Arxiv pre-print: https://arxiv.org/abs/2108.04378
The codebase assumes it is going to run in Google Colaboratory (or Jupyter notebook with Tensorflow installed), and that a GPU is available in the runtime for use by Tensorflow.
The Addition, AdditionNegatives, Reversing, Duplication, Cartesian and Intersection datasets are synthetic, and are generated automatically on the fly. The SCAN, PCFG, COGS and CFQ dataset variants are external and can be downloaded from:
- SCAN: (https://github.com/brendenlake/SCAN)
- PCFG: (https://github.com/i-machine-think/am-i-compositional)
- COGS: (https://github.com/najoungkim/COGS)
- CFQ: (https://github.com/google-research/google-research/tree/master/cfq)

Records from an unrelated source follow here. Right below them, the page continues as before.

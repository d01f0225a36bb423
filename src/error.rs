//! Error types for the Microsearch library.
//!
//! All fallible operations return [`Result`], whose error side is the
//! [`MicrosearchError`] enum. Errors fall into two families that callers can
//! branch on:
//!
//! - validation errors, raised before any storage mutation when the caller
//!   supplies unusable input (an empty document id, a bad gram range)
//! - storage errors, raised when the on-disk index cannot be read or written,
//!   including malformed persisted content
//!
//! # Examples
//!
//! ```
//! use microsearch::error::{MicrosearchError, Result};
//!
//! fn example_operation() -> Result<()> {
//!     Err(MicrosearchError::validation("document id must not be empty"))
//! }
//!
//! match example_operation() {
//!     Ok(_) => println!("Success"),
//!     Err(e) => assert!(e.is_validation()),
//! }
//! ```

use std::io;

use thiserror::Error;

/// The main error type for Microsearch operations.
#[derive(Error, Debug)]
pub enum MicrosearchError {
    /// Caller supplied unusable input. Never retried.
    #[error("Validation error: {0}")]
    Validation(String),

    /// The index could not be read or written.
    #[error("Storage error: {0}")]
    Storage(String),

    /// I/O errors surfaced from the filesystem.
    #[error("I/O error: {0}")]
    Io(#[from] io::Error),

    /// Persisted content that does not parse.
    #[error("JSON error: {0}")]
    Json(#[from] serde_json::Error),
}

/// Result type alias for operations that may fail with MicrosearchError.
pub type Result<T> = std::result::Result<T, MicrosearchError>;

impl MicrosearchError {
    /// Create a new validation error.
    pub fn validation<S: Into<String>>(msg: S) -> Self {
        MicrosearchError::Validation(msg.into())
    }

    /// Create a new storage error.
    pub fn storage<S: Into<String>>(msg: S) -> Self {
        MicrosearchError::Storage(msg.into())
    }

    /// Create a new invalid config error.
    pub fn invalid_config<S: Into<String>>(msg: S) -> Self {
        MicrosearchError::Validation(format!("Invalid configuration: {}", msg.into()))
    }

    /// Whether this error was caused by caller input.
    pub fn is_validation(&self) -> bool {
        matches!(self, MicrosearchError::Validation(_))
    }

    /// Whether this error came from the underlying store.
    pub fn is_storage(&self) -> bool {
        matches!(
            self,
            MicrosearchError::Storage(_) | MicrosearchError::Io(_) | MicrosearchError::Json(_)
        )
    }
}

#[cfg(test)]
mod tests {
    use super::*;

    #[test]
    fn test_error_construction() {
        let error = MicrosearchError::validation("empty id");
        assert_eq!(error.to_string(), "Validation error: empty id");

        let error = MicrosearchError::storage("shard unreadable");
        assert_eq!(error.to_string(), "Storage error: shard unreadable");

        let error = MicrosearchError::invalid_config("max_gram < min_gram");
        assert_eq!(
            error.to_string(),
            "Validation error: Invalid configuration: max_gram < min_gram"
        );
    }

    #[test]
    fn test_io_error_conversion() {
        let io_error = io::Error::new(io::ErrorKind::PermissionDenied, "denied");
        let error = MicrosearchError::from(io_error);

        match error {
            MicrosearchError::Io(_) => {}
            _ => panic!("Expected IO error variant"),
        }
        assert!(error.is_storage());
        assert!(!error.is_validation());
    }

    #[test]
    fn test_json_error_is_storage() {
        let json_error = serde_json::from_str::<serde_json::Value>("{not json").unwrap_err();
        let error = MicrosearchError::from(json_error);

        assert!(error.is_storage());
    }
}
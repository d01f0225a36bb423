//! # Microsearch
//!
//! A minimal embeddable full-text search engine.
//!
//! Documents (an id plus named text fields) are broken into overlapping
//! character n-grams and stored in a sharded inverted index on disk. Queries
//! are tokenized the same way and ranked by normalized term frequency.
//!
//! ## Features
//!
//! - Substring-tolerant matching through character n-grams
//! - One JSON file per shard, replaced atomically on every write
//! - Pluggable storage backends and partition functions
//! - Deterministic ranking, ties broken by document id
//!
//! ## Limits
//!
//! Designed for small corpora and a single writer. There is no deletion:
//! reindexing an id appends postings and stale matches can persist. Writes
//! spanning several shards are not transactional.

pub mod analysis;
pub mod cli;
pub mod document;
pub mod engine;
pub mod error;
pub mod index;
pub mod search;
pub mod storage;

pub mod prelude {
    pub use crate::document::Document;
    pub use crate::engine::Microsearch;
    pub use crate::engine::config::EngineConfig;
    pub use crate::error::{MicrosearchError, Result};
    pub use crate::search::{SearchHit, SearchRequest, SearchResults};
}

// Version information
pub const VERSION: &str = env!("CARGO_PKG_VERSION");
//! Command line interface: index files, search them, and benchmark a corpus.

pub mod args;
pub mod commands;
pub mod output;

// Re-export commonly used types
pub use args::*;
pub use commands::*;
pub use output::*;
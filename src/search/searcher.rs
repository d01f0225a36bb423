//! The query path: tokenize, fetch postings, score, rank.

use std::cmp::Ordering;
use std::sync::Arc;

use ahash::AHashMap;
use log::{debug, trace};

use crate::analysis::tokenizer::Tokenizer;
use crate::error::Result;
use crate::index::doc_stats::DocStatsStore;
use crate::index::doc_store::DocumentStore;
use crate::index::shard::ShardStore;
use crate::search::request::{SearchHit, SearchRequest, SearchResults};

/// Answers free-text queries against the shard and stats stores.
///
/// A document's score is the sum, over the distinct query terms it contains,
/// of each posting's frequency divided by the document's total term count.
/// There is no inverse document frequency component.
#[derive(Debug)]
pub struct Searcher {
    tokenizer: Arc<dyn Tokenizer>,
    shards: Arc<ShardStore>,
    stats: Arc<DocStatsStore>,
    documents: Option<Arc<DocumentStore>>,
}

impl Searcher {
    pub fn new(
        tokenizer: Arc<dyn Tokenizer>,
        shards: Arc<ShardStore>,
        stats: Arc<DocStatsStore>,
    ) -> Self {
        Searcher {
            tokenizer,
            shards,
            stats,
            documents: None,
        }
    }

    /// Source for documents attached to hits.
    pub fn with_document_store(mut self, documents: Arc<DocumentStore>) -> Self {
        self.documents = Some(documents);
        self
    }

    /// Every matching document, best first.
    ///
    /// Ties are broken by ascending document id, so the order is total and
    /// repeatable. Empty query text and unknown terms produce no hits.
    ///
    /// # Errors
    ///
    /// A storage error if a shard or the stats file cannot be read. Partial
    /// results are never returned.
    pub fn search(&self, query: &str) -> Result<Vec<SearchHit>> {
        let counts = self.tokenizer.tokenize(query);
        if counts.is_empty() {
            return Ok(Vec::new());
        }

        let terms = counts.terms();
        let postings = self.shards.lookup_many(&terms)?;
        if postings.values().all(Vec::is_empty) {
            debug!("query {query:?}: no postings for {} terms", terms.len());
            return Ok(Vec::new());
        }

        let stats = self.stats.load_all()?;
        let mut scores: AHashMap<&str, f64> = AHashMap::new();

        for (term, postings) in &postings {
            for posting in postings {
                match stats.get(&posting.doc_id) {
                    Some(&total) if total > 0 => {
                        *scores.entry(posting.doc_id.as_str()).or_insert(0.0) +=
                            posting.frequency as f64 / total as f64;
                    }
                    _ => trace!(
                        "skipping posting for {} under {term:?}: no document stats",
                        posting.doc_id
                    ),
                }
            }
        }

        let mut hits: Vec<SearchHit> = scores
            .into_iter()
            .filter(|&(_, score)| score > 0.0)
            .map(|(doc_id, score)| SearchHit::new(doc_id, score))
            .collect();
        hits.sort_by(compare_hits);

        debug!(
            "query {query:?}: {} terms matched {} documents",
            terms.len(),
            hits.len()
        );
        Ok(hits)
    }

    /// One page of the ranking produced by [`search`](Self::search).
    pub fn search_with(&self, request: &SearchRequest) -> Result<SearchResults> {
        let hits = self.search(&request.query)?;
        let total_hits = hits.len();

        let mut page: Vec<SearchHit> = hits
            .into_iter()
            .skip(request.offset)
            .take(request.limit)
            .collect();

        if request.load_documents {
            if let Some(documents) = &self.documents {
                for hit in &mut page {
                    hit.document = documents.load(&hit.doc_id)?;
                }
            }
        }

        Ok(SearchResults {
            total_hits,
            hits: page,
        })
    }
}

/// Score descending, then document id ascending.
fn compare_hits(a: &SearchHit, b: &SearchHit) -> Ordering {
    b.score
        .total_cmp(&a.score)
        .then_with(|| a.doc_id.cmp(&b.doc_id))
}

Once downloaded, please modify the appropriate folders in the colab notebooks, so the code can find the dataset files.
Evaluate all the cells in the "seq2seq.ipynb" notebook, except for the last two. The last two cells contain the code to actually run the experiments. The second to last cell allows running individual experiments, and the last cell would run all the experiments in the paper one after another. This might take several days to complete, but datasets/models can be added/removed from the experiments modifying the "datasets" and "models" arrays, and the number of repetitions of each experiment can be controlled with the "num_repetitions" variable.
The "cogs_seq_tagging_data_gen.ipynb" notebook can be used to generate the sequence tagging version of the COGS dataset, given the original dataset. After that, the "cogs_tagging.ipynb" is the equivalent version of the "seq2seq.iypnb" notebook, but for sequence tagging models.